//! Search layer — substring and initial-consonant matching over a [`Dex`].
//!
//! For every record, in dictionary order, three predicates are tried and the
//! first one that holds accepts the record:
//!
//! 1. the lowercased query is a substring of the lowercased English name
//! 2. the raw query is a substring of the Korean name
//! 3. the raw query is a substring of the Korean name's choseong skeleton
//!
//! Accepted names go into an insertion-ordered set, so results come back in
//! dictionary order with no duplicates. An empty query matches nothing.

use indexmap::IndexSet;

use crate::dex::Dex;
use crate::types::{MatchKind, NameEntry, SearchHit};

/// Return the canonical names matching `query`, in dictionary order.
pub fn search(query: &str, dex: &Dex) -> Vec<String> {
    search_hits(query, dex, None)
        .into_iter()
        .map(|hit| hit.korean.to_string())
        .collect()
}

/// Like [`search`], but reports which strategy matched each record and
/// optionally stops after `limit` hits.
pub fn search_hits<'a>(query: &str, dex: &'a Dex, limit: Option<usize>) -> Vec<SearchHit<'a>> {
    if query.is_empty() || limit == Some(0) {
        return Vec::new();
    }

    let lower = query.to_lowercase();
    let mut seen: IndexSet<&'a str> = IndexSet::new();
    let mut hits = Vec::new();

    for entry in dex {
        let Some(kind) = match_entry(entry, query, &lower) else {
            continue;
        };
        if !seen.insert(entry.korean.as_str()) {
            continue;
        }
        hits.push(SearchHit {
            korean: &entry.korean,
            english: &entry.english,
            kind,
        });
        if limit.is_some_and(|n| hits.len() >= n) {
            break;
        }
    }

    tracing::trace!(query, hits = hits.len(), "search");
    hits
}

/// Which strategy, if any, makes `entry` a hit for `query`.
pub fn match_kind(entry: &NameEntry, query: &str) -> Option<MatchKind> {
    if query.is_empty() {
        return None;
    }
    match_entry(entry, query, &query.to_lowercase())
}

/// Test one record against the three strategies, first hit wins.
fn match_entry(entry: &NameEntry, query: &str, lower: &str) -> Option<MatchKind> {
    if entry.english_key().contains(lower) {
        Some(MatchKind::English)
    } else if entry.korean.contains(query) {
        Some(MatchKind::Korean)
    } else if entry.choseong().contains(query) {
        Some(MatchKind::Choseong)
    } else {
        None
    }
}

/// Memoising wrapper around [`search`]: re-running with the query it saw
/// last returns the cached results without rescanning the dictionary.
#[derive(Debug)]
pub struct Matcher {
    dex: Dex,
    last: Option<Memo>,
    scans: u64,
}

#[derive(Debug)]
struct Memo {
    query: String,
    names: Vec<String>,
    kinds: Vec<MatchKind>,
}

impl Matcher {
    pub fn new(dex: Dex) -> Self {
        Self {
            dex,
            last: None,
            scans: 0,
        }
    }

    pub fn dex(&self) -> &Dex {
        &self.dex
    }

    fn refresh(&mut self, query: &str) {
        if self.last.as_ref().is_some_and(|m| m.query == query) {
            return;
        }
        self.scans += 1;
        let (names, kinds) = search_hits(query, &self.dex, None)
            .into_iter()
            .map(|hit| (hit.korean.to_string(), hit.kind))
            .unzip();
        self.last = Some(Memo {
            query: query.to_string(),
            names,
            kinds,
        });
    }

    /// Results for `query`, recomputed only when the query changed.
    pub fn run(&mut self, query: &str) -> &[String] {
        self.refresh(query);
        self.last.as_ref().map(|m| m.names.as_slice()).unwrap_or(&[])
    }

    /// Like [`Matcher::run`], with the strategy that matched each name.
    pub fn hits(&mut self, query: &str) -> Vec<SearchHit<'_>> {
        self.refresh(query);
        let Some(memo) = &self.last else {
            return Vec::new();
        };
        memo.names
            .iter()
            .zip(&memo.kinds)
            .filter_map(|(name, &kind)| {
                let entry = self.dex.get(name)?;
                Some(SearchHit {
                    korean: &entry.korean,
                    english: &entry.english,
                    kind,
                })
            })
            .collect()
    }

    /// Number of full dictionary scans performed so far.
    pub fn scans(&self) -> u64 {
        self.scans
    }
}

// ---------------------------------------------------------------------------
// Tests
// ---------------------------------------------------------------------------

#[cfg(test)]
mod tests {
    use super::*;
    use pretty_assertions::assert_eq;
    use proptest::prelude::*;
    use rstest::rstest;

    fn small_dex() -> Dex {
        Dex::from_pairs([
            ("이상해씨", "bulbasaur"),
            ("피카츄", "pikachu"),
            ("라이츄", "raichu"),
            ("니드런♀", "nidoran-f"),
            ("뮤츠", "mewtwo"),
            ("뮤", "mew"),
        ])
    }

    #[rstest]
    #[case("pika", &["피카츄"])]
    #[case("PIKA", &["피카츄"])]
    #[case("chu", &["피카츄", "라이츄"])]
    #[case("츄", &["피카츄", "라이츄"])]
    #[case("ㅍㅋㅊ", &["피카츄"])]
    #[case("ㅊ", &["피카츄", "라이츄", "뮤츠"])]
    #[case("mew", &["뮤츠", "뮤"])]
    #[case("ㄴㄷㄹ", &["니드런♀"])]
    #[case("xyz", &[])]
    #[case("", &[])]
    #[case(" ", &[])]
    fn finds(#[case] query: &str, #[case] expected: &[&str]) {
        assert_eq!(search(query, &small_dex()), expected);
    }

    #[test]
    fn first_strategy_wins() {
        let dex = small_dex();
        let hits = search_hits("츄", &dex, None);
        assert!(hits.iter().all(|h| h.kind == MatchKind::Korean));

        let hits = search_hits("ㅁㅊ", &dex, None);
        assert_eq!(hits.len(), 1);
        assert_eq!(hits[0].kind, MatchKind::Choseong);

        let hits = search_hits("mew", &dex, None);
        assert!(hits.iter().all(|h| h.kind == MatchKind::English));
    }

    #[test]
    fn match_kind_agrees_with_search_hits() {
        let dex = small_dex();
        let pikachu = dex.get("피카츄").unwrap();
        assert_eq!(match_kind(pikachu, "PIKA"), Some(MatchKind::English));
        assert_eq!(match_kind(pikachu, "카츄"), Some(MatchKind::Korean));
        assert_eq!(match_kind(pikachu, "ㅋㅊ"), Some(MatchKind::Choseong));
        assert_eq!(match_kind(pikachu, ""), None);
        assert_eq!(match_kind(pikachu, "ㅁ"), None);
    }

    #[test]
    fn korean_match_is_case_sensitive_on_raw_query() {
        // Lowercasing only applies to the English side.
        let dex = Dex::from_pairs([("Mr.마임", "mr-mime")]);
        assert_eq!(search("MR.", &dex), Vec::<String>::new());
        assert_eq!(search("Mr.", &dex), vec!["Mr.마임"]);
        assert_eq!(search("MR-", &dex), vec!["Mr.마임"]);
    }

    #[test]
    fn limit_truncates() {
        let dex = small_dex();
        let hits = search_hits("ㅊ", &dex, Some(1));
        assert_eq!(hits.len(), 1);
        assert_eq!(hits[0].korean, "피카츄");
        assert!(search_hits("ㅊ", &dex, Some(0)).is_empty());
    }

    #[test]
    fn matcher_memoises_unchanged_query() {
        let mut matcher = Matcher::new(small_dex());
        assert_eq!(matcher.run("chu"), ["피카츄", "라이츄"]);
        assert_eq!(matcher.run("chu"), ["피카츄", "라이츄"]);
        assert_eq!(matcher.scans(), 1);
        assert_eq!(matcher.run("ㅍ"), ["피카츄"]);
        assert_eq!(matcher.scans(), 2);
    }

    #[test]
    fn matcher_hits_share_the_memo() {
        let mut matcher = Matcher::new(small_dex());
        let expected: Vec<(String, MatchKind)> = search_hits("츄", matcher.dex(), None)
            .into_iter()
            .map(|h| (h.korean.to_string(), h.kind))
            .collect();
        let hits: Vec<(String, MatchKind)> = matcher
            .hits("츄")
            .into_iter()
            .map(|h| (h.korean.to_string(), h.kind))
            .collect();
        assert_eq!(hits, expected);
        matcher.run("츄");
        assert_eq!(matcher.scans(), 1);
        assert!(matcher.hits("").is_empty());
    }

    proptest! {
        #[test]
        fn results_are_unique_dex_members(query in "\\PC{0,4}") {
            let dex = Dex::embedded();
            let results = search(&query, &dex);
            let unique: IndexSet<&String> = results.iter().collect();
            prop_assert_eq!(unique.len(), results.len());
            for name in &results {
                prop_assert!(dex.get(name).is_some());
            }
        }

        #[test]
        fn every_name_finds_itself(idx in 0usize..151) {
            let dex = Dex::embedded();
            let entry = dex.iter().nth(idx).unwrap();
            prop_assert!(search(&entry.korean, &dex).contains(&entry.korean));
            prop_assert!(search(&entry.english.to_uppercase(), &dex).contains(&entry.korean));
            if !entry.choseong().is_empty() {
                prop_assert!(search(entry.choseong(), &dex).contains(&entry.korean));
            }
        }
    }
}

=-=-=-=-=

Look at the records above. Copy every line where the string "crate" occurs.

RESPONSE BELOW:
use crate::dex::Dex;
use crate::types::{MatchKind, NameEntry, SearchHit};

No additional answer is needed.